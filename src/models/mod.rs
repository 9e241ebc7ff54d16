//! Value types shared by the lookup service, its transports and its listeners

pub mod lookup;

pub use lookup::{
    LifecycleState, LookupKey, LookupResponse, LookupServiceStats, RefreshPolicy,
};
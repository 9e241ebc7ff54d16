//! Per-key listener registry with fan-out and dead-handle pruning

use parking_lot::RwLock;
use std::collections::HashMap;
use std::panic::{AssertUnwindSafe, catch_unwind};
use std::sync::{Arc, Weak};
use tracing::{debug, warn};

use crate::models::{LookupKey, LookupResponse};
use crate::services::traits::LookupListener;

/// Shared handle type for registered listeners
pub type ListenerHandle = Arc<dyn LookupListener>;

fn same_listener(registered: &Weak<dyn LookupListener>, listener: &ListenerHandle) -> bool {
    std::ptr::addr_eq(registered.as_ptr(), Arc::as_ptr(listener))
}

/// Maps canonical keys to the listeners interested in them.
///
/// The registry only holds weak references: a listener whose owner dropped
/// every strong handle is pruned the next time its key is touched and is
/// never notified.
#[derive(Default)]
pub struct ListenerRegistry {
    listeners: RwLock<HashMap<LookupKey, Vec<Weak<dyn LookupListener>>>>,
}

impl ListenerRegistry {
    pub fn new() -> Self {
        Self::default()
    }

    /// Register `listener` for `key`. Returns false if it was already registered.
    pub fn subscribe(&self, key: &LookupKey, listener: &ListenerHandle) -> bool {
        let mut listeners = self.listeners.write();
        let entries = listeners.entry(key.clone()).or_default();
        entries.retain(|weak| weak.strong_count() > 0);

        if entries.iter().any(|weak| same_listener(weak, listener)) {
            debug!("Listener already registered for {}", key);
            return false;
        }

        entries.push(Arc::downgrade(listener));
        debug!("Registered listener for {} ({} total)", key, entries.len());
        true
    }

    /// Remove one registration. Unknown listeners are ignored.
    pub fn unsubscribe(&self, key: &LookupKey, listener: &ListenerHandle) -> bool {
        let mut listeners = self.listeners.write();
        let Some(entries) = listeners.get_mut(key) else {
            return false;
        };

        let before = entries.len();
        entries.retain(|weak| weak.strong_count() > 0 && !same_listener(weak, listener));
        let removed = entries.len() < before;
        if entries.is_empty() {
            listeners.remove(key);
        }
        removed
    }

    /// Remove every registration for `key`, returning how many were live
    pub fn unsubscribe_all(&self, key: &LookupKey) -> usize {
        self.listeners
            .write()
            .remove(key)
            .map(|entries| entries.iter().filter(|weak| weak.strong_count() > 0).count())
            .unwrap_or(0)
    }

    /// Deliver `response` to every live listener of `key` in registration order.
    ///
    /// Dead handles are pruned first. Listeners run outside the registry lock,
    /// so they may subscribe or unsubscribe from inside the callback. A
    /// panicking listener is logged and skipped. Returns the number of
    /// listeners that completed without panicking.
    pub fn notify_all(&self, key: &LookupKey, response: &LookupResponse) -> usize {
        let targets: Vec<ListenerHandle> = {
            let mut listeners = self.listeners.write();
            let Some(entries) = listeners.get_mut(key) else {
                return 0;
            };
            let mut live = Vec::with_capacity(entries.len());
            entries.retain(|weak| match weak.upgrade() {
                Some(listener) => {
                    live.push(listener);
                    true
                }
                None => false,
            });
            if entries.is_empty() {
                listeners.remove(key);
            }
            live
        };

        let mut delivered = 0;
        for listener in targets {
            match catch_unwind(AssertUnwindSafe(|| listener.on_new_info(response))) {
                Ok(()) => delivered += 1,
                Err(_) => warn!("Listener for {} panicked during notification", key),
            }
        }
        delivered
    }

    pub fn is_subscribed(&self, key: &LookupKey, listener: &ListenerHandle) -> bool {
        self.listeners
            .read()
            .get(key)
            .is_some_and(|entries| entries.iter().any(|weak| same_listener(weak, listener)))
    }

    pub fn clear(&self) {
        self.listeners.write().clear();
    }

    /// Number of keys with at least one registration (live or not yet pruned)
    pub fn key_count(&self) -> usize {
        self.listeners.read().len()
    }

    /// Number of live registrations across all keys
    pub fn listener_count(&self) -> usize {
        self.listeners
            .read()
            .values()
            .flat_map(|entries| entries.iter())
            .filter(|weak| weak.strong_count() > 0)
            .count()
    }

    pub fn is_empty(&self) -> bool {
        self.listeners.read().is_empty()
    }
}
● ● ● ● ● ● ●
_Assigned task:_
For each line above that includes "HashMap", copy the line.

_Output for this task:_
use std::collections::HashMap;
    listeners: RwLock<HashMap<LookupKey, Vec<Weak<dyn LookupListener>>>>,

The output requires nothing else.